*PROMPT*
Look for the word "PullRequestNumber" in the entries and copy each line where it appears.

*INPUT RECORDS*
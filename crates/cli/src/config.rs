//! Process configuration.
//!
//! Sources, later ones winning:
//!
//! 1. `herald.toml` in the working directory (optional)
//! 2. the file named by `--config` / `HERALD_CONFIG_FILE` (required when given)
//! 3. environment variables `HERALD__<SECTION>__<KEY>`, e.g. `HERALD__DISCORD__BOT_TOKEN`

use std::net::{IpAddr, SocketAddr};
use std::path::Path;
use std::time::Duration;

use discord::DiscordClientConfig;
use github::GithubClientConfig;
use listener::WebhookSecret;
use pipeline::{ChannelId, RepositoryName, StaticNotificationConfig};
use serde::Deserialize;

#[cfg(test)]
#[path = "config_tests.rs"]
mod tests;

pub const DEFAULT_CONFIG_FILE: &str = "herald";
pub const ENV_PREFIX: &str = "HERALD";
pub const ENV_SEPARATOR: &str = "__";

const REDACTED: &str = "<REDACTED>";

#[derive(Debug, thiserror::Error)]
pub enum ConfigError {
    #[error("Failed to load configuration: {0}")]
    Load(#[from] config::ConfigError),

    #[error("Invalid configuration value for '{key}': {message}")]
    Invalid { key: &'static str, message: String },
}

fn invalid(key: &'static str, message: impl Into<String>) -> ConfigError {
    ConfigError::Invalid {
        key,
        message: message.into(),
    }
}

#[derive(Debug, Clone, Deserialize)]
pub struct AppConfig {
    #[serde(default)]
    pub server: ServerConfig,
    pub github: GithubConfig,
    pub discord: DiscordConfig,
    #[serde(default)]
    pub webhook: WebhookConfig,
    #[serde(default)]
    pub logging: LoggingConfig,
    #[serde(default)]
    pub telemetry: TelemetryConfig,
}

#[derive(Debug, Clone, Deserialize)]
#[serde(default)]
pub struct ServerConfig {
    /// IP address to bind.
    pub host: String,
    pub port: u16,
}

impl Default for ServerConfig {
    fn default() -> Self {
        Self {
            host: "0.0.0.0".to_string(),
            port: 8080,
        }
    }
}

#[derive(Clone, Deserialize)]
pub struct GithubConfig {
    /// Repository whose pull request commits are read, as `owner/repo`.
    pub repository: String,
    #[serde(default)]
    pub token: Option<String>,
    #[serde(default = "default_github_api_base_url")]
    pub api_base_url: String,
    #[serde(default = "default_timeout_seconds")]
    pub timeout_seconds: u64,
}

#[derive(Clone, Deserialize)]
pub struct DiscordConfig {
    pub bot_token: String,
    pub issues_channel_id: String,
    pub pull_requests_channel_id: String,
    #[serde(default = "default_discord_api_base_url")]
    pub api_base_url: String,
    #[serde(default = "default_timeout_seconds")]
    pub timeout_seconds: u64,
}

#[derive(Clone, Default, Deserialize)]
pub struct WebhookConfig {
    /// Shared secret for `X-Hub-Signature-256`. Signatures are not checked
    /// when unset.
    #[serde(default)]
    pub secret: Option<String>,
}

#[derive(Debug, Clone, Deserialize)]
#[serde(default)]
pub struct LoggingConfig {
    /// `EnvFilter` directive used when `RUST_LOG` is not set.
    pub level: String,
    pub json: bool,
}

impl Default for LoggingConfig {
    fn default() -> Self {
        Self {
            level: "info".to_string(),
            json: true,
        }
    }
}

#[derive(Debug, Clone, Deserialize)]
#[serde(default)]
pub struct TelemetryConfig {
    pub otlp_endpoint: Option<String>,
    pub service_name: String,
}

impl Default for TelemetryConfig {
    fn default() -> Self {
        Self {
            otlp_endpoint: None,
            service_name: "herald".to_string(),
        }
    }
}

fn default_github_api_base_url() -> String {
    GithubClientConfig::DEFAULT_API_BASE_URL.to_string()
}

fn default_discord_api_base_url() -> String {
    DiscordClientConfig::DEFAULT_API_BASE_URL.to_string()
}

fn default_timeout_seconds() -> u64 {
    10
}

impl AppConfig {
    /// Loads from the default file, `explicit_file` and the process environment.
    pub fn load(explicit_file: Option<&Path>) -> Result<Self, ConfigError> {
        Self::load_from(
            explicit_file,
            config::Environment::with_prefix(ENV_PREFIX).separator(ENV_SEPARATOR),
        )
    }

    pub fn load_from(
        explicit_file: Option<&Path>,
        environment: config::Environment,
    ) -> Result<Self, ConfigError> {
        let mut builder = config::Config::builder()
            .add_source(config::File::with_name(DEFAULT_CONFIG_FILE).required(false));

        if let Some(path) = explicit_file {
            builder = builder.add_source(config::File::from(path).required(true));
        }

        Self::from_builder(builder.add_source(environment))
    }

    fn from_builder(
        builder: config::ConfigBuilder<config::builder::DefaultState>,
    ) -> Result<Self, ConfigError> {
        let config: AppConfig = builder.build()?.try_deserialize()?;
        config.validate()?;
        Ok(config)
    }

    pub fn validate(&self) -> Result<(), ConfigError> {
        self.server.socket_addr()?;
        self.github.repository_name()?;
        self.discord.issues_channel_id()?;
        self.discord.pull_requests_channel_id()?;

        if self.discord.bot_token.trim().is_empty() {
            return Err(invalid("discord.bot_token", "must not be empty"));
        }
        if matches!(&self.github.token, Some(token) if token.trim().is_empty()) {
            return Err(invalid("github.token", "must not be empty when set"));
        }
        if matches!(&self.webhook.secret, Some(secret) if secret.is_empty()) {
            return Err(invalid("webhook.secret", "must not be empty when set"));
        }
        if matches!(&self.telemetry.otlp_endpoint, Some(endpoint) if endpoint.trim().is_empty()) {
            return Err(invalid("telemetry.otlp_endpoint", "must not be empty when set"));
        }
        Ok(())
    }

    pub fn notification_config(&self) -> Result<StaticNotificationConfig, ConfigError> {
        Ok(StaticNotificationConfig::new(
            self.discord.issues_channel_id()?,
            self.discord.pull_requests_channel_id()?,
            self.github.repository_name()?,
        ))
    }

    pub fn webhook_secret(&self) -> Option<WebhookSecret> {
        self.webhook.secret.clone().map(WebhookSecret::new)
    }
}

impl ServerConfig {
    pub fn socket_addr(&self) -> Result<SocketAddr, ConfigError> {
        let ip: IpAddr = self
            .host
            .parse()
            .map_err(|_| invalid("server.host", format!("'{}' is not an IP address", self.host)))?;
        Ok(SocketAddr::new(ip, self.port))
    }
}

impl GithubConfig {
    pub fn repository_name(&self) -> Result<RepositoryName, ConfigError> {
        RepositoryName::new(&self.repository).ok_or_else(|| {
            invalid(
                "github.repository",
                format!("'{}' is not in owner/repo form", self.repository),
            )
        })
    }

    pub fn client_config(&self) -> GithubClientConfig {
        GithubClientConfig {
            api_base_url: self.api_base_url.clone(),
            token: self.token.clone(),
            timeout: Duration::from_secs(self.timeout_seconds),
        }
    }
}

impl DiscordConfig {
    pub fn issues_channel_id(&self) -> Result<ChannelId, ConfigError> {
        snowflake("discord.issues_channel_id", &self.issues_channel_id)
    }

    pub fn pull_requests_channel_id(&self) -> Result<ChannelId, ConfigError> {
        snowflake(
            "discord.pull_requests_channel_id",
            &self.pull_requests_channel_id,
        )
    }

    pub fn client_config(&self) -> DiscordClientConfig {
        DiscordClientConfig {
            api_base_url: self.api_base_url.clone(),
            bot_token: self.bot_token.clone(),
            timeout: Duration::from_secs(self.timeout_seconds),
        }
    }
}

/// Discord ids are decimal snowflakes.
fn snowflake(key: &'static str, value: &str) -> Result<ChannelId, ConfigError> {
    let value = value.trim();
    if value.is_empty() || !value.bytes().all(|b| b.is_ascii_digit()) {
        return Err(invalid(key, format!("'{value}' is not a Discord channel id")));
    }
    ChannelId::new(value).ok_or_else(|| invalid(key, "must not be empty"))
}

// Secrets never reach logs through Debug.

impl std::fmt::Debug for GithubConfig {
    fn fmt(&self, f: &mut std::fmt::Formatter<'_>) -> std::fmt::Result {
        f.debug_struct("GithubConfig")
            .field("repository", &self.repository)
            .field("token", &self.token.as_ref().map(|_| REDACTED))
            .field("api_base_url", &self.api_base_url)
            .field("timeout_seconds", &self.timeout_seconds)
            .finish()
    }
}

impl std::fmt::Debug for DiscordConfig {
    fn fmt(&self, f: &mut std::fmt::Formatter<'_>) -> std::fmt::Result {
        f.debug_struct("DiscordConfig")
            .field("bot_token", &REDACTED)
            .field("issues_channel_id", &self.issues_channel_id)
            .field("pull_requests_channel_id", &self.pull_requests_channel_id)
            .field("api_base_url", &self.api_base_url)
            .field("timeout_seconds", &self.timeout_seconds)
            .finish()
    }
}

impl std::fmt::Debug for WebhookConfig {
    fn fmt(&self, f: &mut std::fmt::Formatter<'_>) -> std::fmt::Result {
        f.debug_struct("WebhookConfig")
            .field("secret", &self.secret.as_ref().map(|_| REDACTED))
            .finish()
    }
}
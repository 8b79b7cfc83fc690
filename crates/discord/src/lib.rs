//! Herald Discord infrastructure adapter.
//!
//! Implements [`pipeline::MessageSink`] with [`DiscordClient`], which posts
//! messages through Discord's `POST /channels/{channel.id}/messages` endpoint
//! using a bot token.
//!
//! ## Architectural Layer
//!
//! **Infrastructure.** HTTP transport, the embed wire format, Discord's size
//! limits and status-code mapping live here. The [`pipeline`] crate sees only
//! [`pipeline::MessageSink`] and [`pipeline::MessageSinkError`].

mod client;
mod embed;

pub use client::{ClientBuildError, DiscordClient, DiscordClientConfig};
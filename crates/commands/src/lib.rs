//! Herald notification command handlers and event ingestion.
//!
//! A webhook body enters through the [`EventController`], which drops every
//! action other than `opened`, projects the body into a flat command payload,
//! and awaits the matching [`CommandHandler`]. Each handler resolves its
//! destination from [`pipeline::NotificationConfig`], optionally enriches the
//! payload through [`pipeline::SourceRepository`], builds a
//! [`pipeline::RichMessage`], and hands it to [`pipeline::MessageSink`].
//!
//! ## Architectural Layer
//!
//! **Orchestration layer.** Handlers sequence calls between the domain types in
//! [`pipeline`] and the port traits. They hold no state between invocations.

pub mod controller;
pub mod handler;
pub mod issue_created;
pub mod pull_request_created;

#[cfg(test)]
mod testing;

pub use controller::{EventController, EventOutcome};
pub use handler::CommandHandler;
pub use issue_created::{IssueCreatedHandler, IssueCreatedPayload, ISSUE_COLOR};
pub use pull_request_created::{
    PullRequestCreatedHandler, PullRequestCreatedPayload, PULL_REQUEST_COLOR,
};
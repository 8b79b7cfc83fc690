//! Discord's message and embed wire format.
//!
//! Discord rejects an entire message when any embed limit is exceeded, so text
//! is clipped and trailing fields dropped here rather than letting one long
//! commit message lose the whole notification. Empty field text is also
//! rejected and is replaced with a placeholder.

use pipeline::RichMessage;
use serde::Serialize;

#[cfg(test)]
#[path = "embed_tests.rs"]
mod tests;

pub const MAX_TITLE_CHARS: usize = 256;
pub const MAX_DESCRIPTION_CHARS: usize = 4096;
pub const MAX_FIELDS: usize = 25;
pub const MAX_FIELD_NAME_CHARS: usize = 256;
pub const MAX_FIELD_VALUE_CHARS: usize = 1024;
pub const MAX_CONTENT_CHARS: usize = 2000;
/// Combined limit over title, description, author name and every field.
pub const MAX_EMBED_CHARS: usize = 6000;

/// Stands in for a blank field name or value.
pub const EMPTY_FIELD_PLACEHOLDER: &str = "(no message)";

const ELLIPSIS: char = '…';
const MIN_CLIPPED_VALUE_CHARS: usize = 16;

/// Body of a create-message request.
#[derive(Debug, Serialize)]
pub struct CreateMessage {
    #[serde(skip_serializing_if = "Option::is_none")]
    pub content: Option<String>,
    #[serde(skip_serializing_if = "Vec::is_empty")]
    pub embeds: Vec<Embed>,
}

impl CreateMessage {
    pub fn text(content: &str) -> Self {
        Self {
            content: Some(clip(content, MAX_CONTENT_CHARS)),
            embeds: Vec::new(),
        }
    }

    pub fn embed(message: &RichMessage) -> Self {
        Self {
            content: None,
            embeds: vec![Embed::from(message)],
        }
    }
}

#[derive(Debug, Serialize)]
pub struct Embed {
    pub title: String,
    pub url: String,
    /// Packed `0xRRGGBB`.
    pub color: u32,
    pub author: EmbedAuthor,
    pub thumbnail: EmbedThumbnail,
    #[serde(skip_serializing_if = "Option::is_none")]
    pub description: Option<String>,
    pub fields: Vec<EmbedField>,
}

#[derive(Debug, Serialize)]
pub struct EmbedAuthor {
    pub name: String,
    pub url: String,
}

#[derive(Debug, Serialize)]
pub struct EmbedThumbnail {
    pub url: String,
}

#[derive(Debug, Serialize)]
pub struct EmbedField {
    pub name: String,
    pub value: String,
    pub inline: bool,
}

impl From<&RichMessage> for Embed {
    fn from(message: &RichMessage) -> Self {
        let title = clip(&message.title, MAX_TITLE_CHARS);
        let author_name = clip(&message.author.name, MAX_FIELD_NAME_CHARS);
        let description = message
            .description
            .as_deref()
            .map(|d| clip(d, MAX_DESCRIPTION_CHARS));

        let mut used = title.chars().count()
            + author_name.chars().count()
            + description.as_deref().map_or(0, |d| d.chars().count());
        let mut fields = Vec::new();
        for field in message.custom_fields.iter().take(MAX_FIELDS) {
            let name = clip(non_blank(&field.name), MAX_FIELD_NAME_CHARS);
            let name_chars = name.chars().count();
            let remaining = MAX_EMBED_CHARS.saturating_sub(used + name_chars);
            let value = clip(non_blank(&field.value), MAX_FIELD_VALUE_CHARS);
            let value = if value.chars().count() <= remaining {
                value
            } else if remaining >= MIN_CLIPPED_VALUE_CHARS {
                clip(&value, remaining)
            } else {
                break;
            };
            used += name_chars + value.chars().count();
            fields.push(EmbedField {
                name,
                value,
                inline: false,
            });
        }

        Embed {
            title,
            url: message.url.clone(),
            color: message.color.as_rgb(),
            author: EmbedAuthor {
                name: author_name,
                url: message.author.url.clone(),
            },
            thumbnail: EmbedThumbnail {
                url: message.thumbnail.clone(),
            },
            description,
            fields,
        }
    }
}

impl Embed {
    /// Characters counted against [`MAX_EMBED_CHARS`].
    pub fn char_count(&self) -> usize {
        self.title.chars().count()
            + self.author.name.chars().count()
            + self.description.as_deref().map_or(0, |d| d.chars().count())
            + self
                .fields
                .iter()
                .map(|f| f.name.chars().count() + f.value.chars().count())
                .sum::<usize>()
    }
}

fn non_blank(text: &str) -> &str {
    if text.trim().is_empty() {
        EMPTY_FIELD_PLACEHOLDER
    } else {
        text
    }
}

/// Shortens `text` to at most `max` characters, marking the cut with `…`.
pub fn clip(text: &str, max: usize) -> String {
    if text.chars().count() <= max {
        return text.to_string();
    }
    let mut clipped: String = text.chars().take(max.saturating_sub(1)).collect();
    clipped.push(ELLIPSIS);
    clipped
}
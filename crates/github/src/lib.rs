//! Herald GitHub infrastructure adapter.
//!
//! Implements [`pipeline::SourceRepository`] with [`GithubClient`], a thin
//! `reqwest` client for the two GitHub REST endpoints Herald reads: the commit
//! list of a pull request and the issue list filtered by label.
//!
//! ## Architectural Layer
//!
//! **Infrastructure.** This crate must not contain domain rules.
//! Authentication, pagination, rate-limit header parsing and status-code
//! mapping are handled here; the [`pipeline`] crate only ever sees
//! [`pipeline::SourceRepositoryError`].

mod client;

pub use client::{ClientBuildError, GithubClient, GithubClientConfig};
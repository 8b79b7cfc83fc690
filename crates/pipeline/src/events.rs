//! Inbound webhook body shapes.
//!
//! These structs cover only the fields Herald reads from GitHub's `issues` and
//! `pull_request` webhook payloads; everything else in the body is ignored by
//! `serde`. Each nested object converts into its domain value type through an
//! explicit field-by-field `From` impl, so a renamed or missing field shows up
//! at compile time rather than as a silently empty message.

use serde::Deserialize;

use crate::{
    Actor, BranchName, IssueNumber, IssueSubject, PullRequestNumber, PullRequestSubject,
};

#[cfg(test)]
#[path = "events_tests.rs"]
mod tests;

// ---------------------------------------------------------------------------
// Action
// ---------------------------------------------------------------------------

/// The `action` field of a webhook body.
///
/// Only [`EventAction::Opened`] triggers a notification. Every other value is
/// kept verbatim so it can be logged, and is otherwise ignored.
#[derive(Debug, Clone, PartialEq, Eq, Deserialize)]
#[serde(from = "String")]
pub enum EventAction {
    Opened,
    Other(String),
}

impl EventAction {
    pub fn is_opened(&self) -> bool {
        matches!(self, Self::Opened)
    }

    pub fn as_str(&self) -> &str {
        match self {
            Self::Opened => "opened",
            Self::Other(action) => action,
        }
    }
}

impl From<String> for EventAction {
    fn from(value: String) -> Self {
        if value == "opened" {
            Self::Opened
        } else {
            Self::Other(value)
        }
    }
}

impl std::fmt::Display for EventAction {
    fn fmt(&self, f: &mut std::fmt::Formatter<'_>) -> std::fmt::Result {
        f.write_str(self.as_str())
    }
}

// ---------------------------------------------------------------------------
// Shared objects
// ---------------------------------------------------------------------------

/// The `sender` object present on every webhook body.
#[derive(Debug, Clone, PartialEq, Eq, Deserialize)]
pub struct SenderObject {
    pub login: String,
    pub avatar_url: String,
    pub html_url: String,
}

impl From<SenderObject> for Actor {
    fn from(sender: SenderObject) -> Self {
        Actor {
            name: sender.login,
            profile_url: sender.html_url,
            avatar_url: sender.avatar_url,
        }
    }
}

/// An entry of an issue's `labels` array.
#[derive(Debug, Clone, PartialEq, Eq, Deserialize)]
pub struct LabelObject {
    pub name: String,
}

/// The `head` / `base` object of a pull request.
#[derive(Debug, Clone, PartialEq, Eq, Deserialize)]
pub struct RefObject {
    #[serde(rename = "ref")]
    pub ref_name: BranchName,
}

// ---------------------------------------------------------------------------
// Issues
// ---------------------------------------------------------------------------

/// Body of an `issues` webhook delivery.
#[derive(Debug, Clone, PartialEq, Eq, Deserialize)]
pub struct IssueEventBody {
    pub action: EventAction,
    pub issue: IssueObject,
    pub sender: SenderObject,
}

/// The `issue` object of an `issues` webhook delivery.
#[derive(Debug, Clone, PartialEq, Eq, Deserialize)]
pub struct IssueObject {
    pub number: IssueNumber,
    pub title: String,
    pub url: String,
    #[serde(default)]
    pub html_url: Option<String>,
    #[serde(default)]
    pub labels: Vec<LabelObject>,
}

impl From<IssueObject> for IssueSubject {
    fn from(issue: IssueObject) -> Self {
        IssueSubject {
            number: issue.number,
            title: issue.title,
            url: issue.html_url.unwrap_or(issue.url),
            labels: issue.labels.into_iter().map(|label| label.name).collect(),
        }
    }
}

// ---------------------------------------------------------------------------
// Pull requests
// ---------------------------------------------------------------------------

/// Body of a `pull_request` webhook delivery.
#[derive(Debug, Clone, PartialEq, Eq, Deserialize)]
pub struct PullRequestEventBody {
    pub action: EventAction,
    pub pull_request: PullRequestObject,
    pub sender: SenderObject,
}

/// The `pull_request` object of a `pull_request` webhook delivery.
#[derive(Debug, Clone, PartialEq, Eq, Deserialize)]
pub struct PullRequestObject {
    pub number: PullRequestNumber,
    pub title: String,
    pub url: String,
    #[serde(default)]
    pub html_url: Option<String>,
    /// Number of commits on the pull request at the time of the event.
    #[serde(default)]
    pub commits: u64,
    pub head: RefObject,
    pub base: RefObject,
}

impl From<PullRequestObject> for PullRequestSubject {
    fn from(pull_request: PullRequestObject) -> Self {
        PullRequestSubject {
            number: pull_request.number,
            title: pull_request.title,
            url: pull_request.html_url.unwrap_or(pull_request.url),
            source_branch: pull_request.head.ref_name,
            target_branch: pull_request.base.ref_name,
            number_of_commits: pull_request.commits,
        }
    }
}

*ANSWER TO THE PROBLEM*
    Actor, BranchName, IssueNumber, IssueSubject, PullRequestNumber, PullRequestSubject,
    pub number: PullRequestNumber,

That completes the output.